[Opening DATASET RECORDS section]
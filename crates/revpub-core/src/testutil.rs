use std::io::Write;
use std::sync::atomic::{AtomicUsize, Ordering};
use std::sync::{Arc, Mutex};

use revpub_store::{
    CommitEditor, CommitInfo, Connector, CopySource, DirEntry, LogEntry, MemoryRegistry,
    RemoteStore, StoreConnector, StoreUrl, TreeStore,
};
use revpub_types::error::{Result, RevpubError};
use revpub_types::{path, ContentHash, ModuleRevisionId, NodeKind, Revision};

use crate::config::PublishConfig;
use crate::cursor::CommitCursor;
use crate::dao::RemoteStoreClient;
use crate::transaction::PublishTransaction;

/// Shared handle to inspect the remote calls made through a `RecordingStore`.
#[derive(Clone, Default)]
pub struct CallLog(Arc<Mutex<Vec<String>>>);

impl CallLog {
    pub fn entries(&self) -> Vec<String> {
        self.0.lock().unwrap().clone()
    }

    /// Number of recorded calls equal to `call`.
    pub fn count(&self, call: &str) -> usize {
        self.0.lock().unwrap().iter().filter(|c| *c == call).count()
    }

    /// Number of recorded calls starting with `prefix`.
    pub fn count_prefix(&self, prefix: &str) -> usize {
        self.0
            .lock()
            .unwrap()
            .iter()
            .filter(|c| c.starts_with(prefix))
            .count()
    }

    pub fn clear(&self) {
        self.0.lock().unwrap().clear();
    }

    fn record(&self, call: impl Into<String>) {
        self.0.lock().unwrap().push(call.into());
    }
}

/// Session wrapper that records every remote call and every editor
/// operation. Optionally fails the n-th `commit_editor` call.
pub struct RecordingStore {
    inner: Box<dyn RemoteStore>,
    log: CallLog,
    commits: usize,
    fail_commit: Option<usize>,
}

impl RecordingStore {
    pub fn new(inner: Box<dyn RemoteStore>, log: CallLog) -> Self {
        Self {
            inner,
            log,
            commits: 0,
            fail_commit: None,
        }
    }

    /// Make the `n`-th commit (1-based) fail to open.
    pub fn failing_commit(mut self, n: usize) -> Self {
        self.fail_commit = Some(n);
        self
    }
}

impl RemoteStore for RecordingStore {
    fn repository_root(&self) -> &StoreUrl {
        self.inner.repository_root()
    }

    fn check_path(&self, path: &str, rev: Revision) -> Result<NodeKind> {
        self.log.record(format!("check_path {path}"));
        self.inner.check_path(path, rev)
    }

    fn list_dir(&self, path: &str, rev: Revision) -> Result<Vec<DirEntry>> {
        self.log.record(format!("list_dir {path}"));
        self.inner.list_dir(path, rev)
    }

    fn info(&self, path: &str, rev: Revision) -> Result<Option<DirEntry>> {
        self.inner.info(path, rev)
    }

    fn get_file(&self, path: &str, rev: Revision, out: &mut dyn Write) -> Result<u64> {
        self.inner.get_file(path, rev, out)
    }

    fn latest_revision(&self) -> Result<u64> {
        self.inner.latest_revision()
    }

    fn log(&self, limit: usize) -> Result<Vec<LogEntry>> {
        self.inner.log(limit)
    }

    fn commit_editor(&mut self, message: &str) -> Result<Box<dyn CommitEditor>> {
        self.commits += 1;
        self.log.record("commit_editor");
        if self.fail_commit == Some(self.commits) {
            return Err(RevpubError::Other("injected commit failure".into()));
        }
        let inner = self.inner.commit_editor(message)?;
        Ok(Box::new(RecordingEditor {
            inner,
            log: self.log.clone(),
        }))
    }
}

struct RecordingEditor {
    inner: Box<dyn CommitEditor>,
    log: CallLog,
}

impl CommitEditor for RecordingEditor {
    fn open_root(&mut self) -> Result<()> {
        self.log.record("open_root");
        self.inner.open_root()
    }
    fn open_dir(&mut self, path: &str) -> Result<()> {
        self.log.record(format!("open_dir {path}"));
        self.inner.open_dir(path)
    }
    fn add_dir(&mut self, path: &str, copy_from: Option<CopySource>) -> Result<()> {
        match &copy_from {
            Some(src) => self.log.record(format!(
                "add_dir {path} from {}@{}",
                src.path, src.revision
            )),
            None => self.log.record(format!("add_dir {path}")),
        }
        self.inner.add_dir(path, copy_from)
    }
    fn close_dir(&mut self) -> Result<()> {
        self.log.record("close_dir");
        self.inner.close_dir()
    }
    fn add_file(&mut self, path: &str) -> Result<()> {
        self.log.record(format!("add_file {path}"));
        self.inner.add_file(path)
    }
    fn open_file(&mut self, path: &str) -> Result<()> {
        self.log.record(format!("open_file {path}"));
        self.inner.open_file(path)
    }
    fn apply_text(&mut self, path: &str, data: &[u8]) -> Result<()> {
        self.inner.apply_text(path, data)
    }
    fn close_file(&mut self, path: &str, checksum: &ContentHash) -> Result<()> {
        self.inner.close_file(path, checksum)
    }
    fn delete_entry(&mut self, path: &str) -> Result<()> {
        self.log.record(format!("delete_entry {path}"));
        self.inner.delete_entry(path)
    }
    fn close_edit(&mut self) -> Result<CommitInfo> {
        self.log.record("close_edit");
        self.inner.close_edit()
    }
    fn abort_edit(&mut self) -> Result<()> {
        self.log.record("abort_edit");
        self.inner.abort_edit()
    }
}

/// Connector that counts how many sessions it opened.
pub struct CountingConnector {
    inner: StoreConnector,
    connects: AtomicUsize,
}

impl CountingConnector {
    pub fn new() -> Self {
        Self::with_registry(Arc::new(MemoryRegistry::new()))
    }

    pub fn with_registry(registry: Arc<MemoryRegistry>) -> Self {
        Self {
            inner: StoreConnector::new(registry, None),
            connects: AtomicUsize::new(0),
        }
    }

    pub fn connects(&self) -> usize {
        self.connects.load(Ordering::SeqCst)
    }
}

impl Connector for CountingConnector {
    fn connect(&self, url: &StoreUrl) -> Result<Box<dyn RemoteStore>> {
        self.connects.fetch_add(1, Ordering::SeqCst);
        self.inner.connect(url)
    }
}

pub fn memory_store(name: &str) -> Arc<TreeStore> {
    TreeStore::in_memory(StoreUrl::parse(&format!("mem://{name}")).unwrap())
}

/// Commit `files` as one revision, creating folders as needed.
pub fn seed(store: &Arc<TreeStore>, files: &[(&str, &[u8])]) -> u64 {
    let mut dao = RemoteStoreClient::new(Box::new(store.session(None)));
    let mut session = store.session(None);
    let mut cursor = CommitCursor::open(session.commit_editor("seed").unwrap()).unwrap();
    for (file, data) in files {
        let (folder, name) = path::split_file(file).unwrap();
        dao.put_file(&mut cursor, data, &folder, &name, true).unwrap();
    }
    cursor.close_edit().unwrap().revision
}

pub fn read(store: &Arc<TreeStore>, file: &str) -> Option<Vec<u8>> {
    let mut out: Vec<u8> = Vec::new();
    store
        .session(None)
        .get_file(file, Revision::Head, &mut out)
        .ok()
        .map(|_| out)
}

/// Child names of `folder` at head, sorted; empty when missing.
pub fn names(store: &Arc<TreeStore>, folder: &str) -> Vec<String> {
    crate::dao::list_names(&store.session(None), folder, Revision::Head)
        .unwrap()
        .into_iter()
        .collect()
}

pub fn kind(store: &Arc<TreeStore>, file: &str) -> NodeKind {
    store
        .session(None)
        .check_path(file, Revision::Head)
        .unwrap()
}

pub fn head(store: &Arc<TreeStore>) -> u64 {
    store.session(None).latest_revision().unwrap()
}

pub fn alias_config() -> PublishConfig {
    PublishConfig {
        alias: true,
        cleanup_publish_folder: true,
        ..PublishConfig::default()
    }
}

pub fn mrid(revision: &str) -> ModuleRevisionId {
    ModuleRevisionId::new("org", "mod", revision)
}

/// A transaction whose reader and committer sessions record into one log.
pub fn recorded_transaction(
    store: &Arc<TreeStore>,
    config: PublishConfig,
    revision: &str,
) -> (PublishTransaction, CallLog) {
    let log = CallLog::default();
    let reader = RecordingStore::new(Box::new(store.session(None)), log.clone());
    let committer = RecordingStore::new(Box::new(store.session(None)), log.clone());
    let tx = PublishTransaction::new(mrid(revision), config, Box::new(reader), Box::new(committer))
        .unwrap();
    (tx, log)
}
[Closing DATASET RECORDS section]
[Opening DATASET RECORDS section]
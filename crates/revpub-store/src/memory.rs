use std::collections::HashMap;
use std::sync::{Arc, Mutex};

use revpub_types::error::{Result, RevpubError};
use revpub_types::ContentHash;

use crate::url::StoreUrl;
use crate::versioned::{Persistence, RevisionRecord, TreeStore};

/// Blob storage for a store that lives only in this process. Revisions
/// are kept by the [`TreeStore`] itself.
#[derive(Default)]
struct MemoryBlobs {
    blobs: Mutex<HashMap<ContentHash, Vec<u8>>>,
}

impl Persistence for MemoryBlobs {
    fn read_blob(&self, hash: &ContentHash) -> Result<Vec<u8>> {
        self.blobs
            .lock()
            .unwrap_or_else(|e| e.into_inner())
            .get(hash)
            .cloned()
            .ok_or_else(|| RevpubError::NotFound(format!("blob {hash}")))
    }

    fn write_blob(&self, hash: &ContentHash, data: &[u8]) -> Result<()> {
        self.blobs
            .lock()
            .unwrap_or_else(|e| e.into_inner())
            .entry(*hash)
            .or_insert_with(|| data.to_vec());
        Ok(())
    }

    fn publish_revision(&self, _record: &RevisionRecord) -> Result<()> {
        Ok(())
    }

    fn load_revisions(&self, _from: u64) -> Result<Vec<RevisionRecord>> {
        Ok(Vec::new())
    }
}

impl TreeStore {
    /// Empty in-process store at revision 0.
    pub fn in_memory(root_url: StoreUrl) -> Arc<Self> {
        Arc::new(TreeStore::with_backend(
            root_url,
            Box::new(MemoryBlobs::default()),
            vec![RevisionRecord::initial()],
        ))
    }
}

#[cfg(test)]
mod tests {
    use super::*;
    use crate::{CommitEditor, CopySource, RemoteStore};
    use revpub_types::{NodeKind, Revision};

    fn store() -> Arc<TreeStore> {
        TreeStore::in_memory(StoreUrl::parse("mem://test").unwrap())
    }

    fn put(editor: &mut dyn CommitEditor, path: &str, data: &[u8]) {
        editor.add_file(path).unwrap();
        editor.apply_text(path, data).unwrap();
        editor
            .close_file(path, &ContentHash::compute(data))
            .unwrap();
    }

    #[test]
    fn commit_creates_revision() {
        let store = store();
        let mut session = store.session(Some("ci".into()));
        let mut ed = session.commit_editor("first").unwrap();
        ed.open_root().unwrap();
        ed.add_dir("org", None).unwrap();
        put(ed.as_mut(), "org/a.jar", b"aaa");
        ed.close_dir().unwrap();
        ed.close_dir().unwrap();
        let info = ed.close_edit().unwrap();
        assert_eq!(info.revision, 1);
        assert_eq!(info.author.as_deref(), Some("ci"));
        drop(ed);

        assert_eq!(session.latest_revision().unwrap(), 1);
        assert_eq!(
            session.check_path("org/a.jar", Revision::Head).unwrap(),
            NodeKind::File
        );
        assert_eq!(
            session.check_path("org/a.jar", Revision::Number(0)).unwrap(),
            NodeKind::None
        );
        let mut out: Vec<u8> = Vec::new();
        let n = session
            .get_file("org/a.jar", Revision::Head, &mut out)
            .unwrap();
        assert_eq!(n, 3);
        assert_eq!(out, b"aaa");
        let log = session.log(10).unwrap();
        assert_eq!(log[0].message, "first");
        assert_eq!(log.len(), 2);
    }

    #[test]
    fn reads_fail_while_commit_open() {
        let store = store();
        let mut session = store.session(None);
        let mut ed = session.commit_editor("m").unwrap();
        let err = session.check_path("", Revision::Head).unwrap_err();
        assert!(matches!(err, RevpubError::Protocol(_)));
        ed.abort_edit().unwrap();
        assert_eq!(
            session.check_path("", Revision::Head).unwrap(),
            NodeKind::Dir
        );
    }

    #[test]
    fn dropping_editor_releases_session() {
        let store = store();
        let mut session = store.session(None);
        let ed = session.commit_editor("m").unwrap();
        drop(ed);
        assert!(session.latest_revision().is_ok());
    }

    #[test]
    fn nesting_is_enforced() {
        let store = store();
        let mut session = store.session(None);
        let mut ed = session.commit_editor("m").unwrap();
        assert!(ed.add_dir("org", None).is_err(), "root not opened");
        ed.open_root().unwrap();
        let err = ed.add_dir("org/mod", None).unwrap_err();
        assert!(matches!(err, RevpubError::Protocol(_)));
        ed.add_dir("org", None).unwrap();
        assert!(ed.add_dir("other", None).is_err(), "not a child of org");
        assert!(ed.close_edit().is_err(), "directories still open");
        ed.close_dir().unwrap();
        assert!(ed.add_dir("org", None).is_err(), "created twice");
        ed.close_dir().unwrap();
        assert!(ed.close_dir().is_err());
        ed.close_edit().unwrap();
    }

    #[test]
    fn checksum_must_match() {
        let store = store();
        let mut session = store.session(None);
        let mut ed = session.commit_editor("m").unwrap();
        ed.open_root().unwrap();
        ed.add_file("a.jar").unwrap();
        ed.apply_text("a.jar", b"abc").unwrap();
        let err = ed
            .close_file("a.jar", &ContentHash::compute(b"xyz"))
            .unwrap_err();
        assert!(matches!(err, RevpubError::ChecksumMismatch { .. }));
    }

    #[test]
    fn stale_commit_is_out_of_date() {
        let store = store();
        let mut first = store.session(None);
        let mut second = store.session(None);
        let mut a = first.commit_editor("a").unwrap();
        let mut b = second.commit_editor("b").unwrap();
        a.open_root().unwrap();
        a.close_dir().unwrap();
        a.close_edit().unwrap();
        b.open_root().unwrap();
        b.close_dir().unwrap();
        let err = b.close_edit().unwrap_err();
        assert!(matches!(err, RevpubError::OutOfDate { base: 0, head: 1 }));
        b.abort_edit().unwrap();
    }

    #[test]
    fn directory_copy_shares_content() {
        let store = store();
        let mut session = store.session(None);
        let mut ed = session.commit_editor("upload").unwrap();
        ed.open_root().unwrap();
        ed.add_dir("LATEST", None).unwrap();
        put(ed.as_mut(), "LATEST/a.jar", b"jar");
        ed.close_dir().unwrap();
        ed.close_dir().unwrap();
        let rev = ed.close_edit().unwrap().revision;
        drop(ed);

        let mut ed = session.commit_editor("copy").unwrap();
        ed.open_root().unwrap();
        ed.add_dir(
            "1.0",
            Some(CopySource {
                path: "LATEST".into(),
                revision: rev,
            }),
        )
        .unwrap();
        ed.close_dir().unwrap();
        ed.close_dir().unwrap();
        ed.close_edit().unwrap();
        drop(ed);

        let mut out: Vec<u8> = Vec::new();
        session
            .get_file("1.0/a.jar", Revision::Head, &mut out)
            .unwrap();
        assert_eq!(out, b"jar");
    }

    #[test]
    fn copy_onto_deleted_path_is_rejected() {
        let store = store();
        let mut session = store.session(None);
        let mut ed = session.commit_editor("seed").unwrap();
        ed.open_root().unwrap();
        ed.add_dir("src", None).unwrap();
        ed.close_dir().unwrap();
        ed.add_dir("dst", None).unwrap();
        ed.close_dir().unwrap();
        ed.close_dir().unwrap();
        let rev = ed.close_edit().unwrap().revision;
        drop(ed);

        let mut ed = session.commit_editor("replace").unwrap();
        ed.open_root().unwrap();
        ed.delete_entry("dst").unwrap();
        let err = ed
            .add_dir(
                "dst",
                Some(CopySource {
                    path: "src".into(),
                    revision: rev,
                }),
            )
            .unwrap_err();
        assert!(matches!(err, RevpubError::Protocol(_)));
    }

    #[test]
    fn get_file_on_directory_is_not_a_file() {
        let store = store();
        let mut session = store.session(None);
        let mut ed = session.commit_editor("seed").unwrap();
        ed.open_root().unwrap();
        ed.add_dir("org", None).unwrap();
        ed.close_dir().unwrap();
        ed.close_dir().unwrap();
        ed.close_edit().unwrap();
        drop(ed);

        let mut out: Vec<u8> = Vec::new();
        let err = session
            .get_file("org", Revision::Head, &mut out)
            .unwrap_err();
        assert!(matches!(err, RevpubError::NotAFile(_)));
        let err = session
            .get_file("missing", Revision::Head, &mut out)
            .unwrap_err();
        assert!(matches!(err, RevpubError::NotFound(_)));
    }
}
[Closing DATASET RECORDS section]
● WORK INSTRUCTIONS: Whenever the string "impl" shows up on a line of the listing, copy that line.

● RESULT FOR THIS TASK:
impl CallLog {
    fn record(&self, call: impl Into<String>) {
impl RecordingStore {
impl RemoteStore for RecordingStore {
impl CommitEditor for RecordingEditor {
impl CountingConnector {
impl Connector for CountingConnector {
impl Persistence for MemoryBlobs {
impl TreeStore {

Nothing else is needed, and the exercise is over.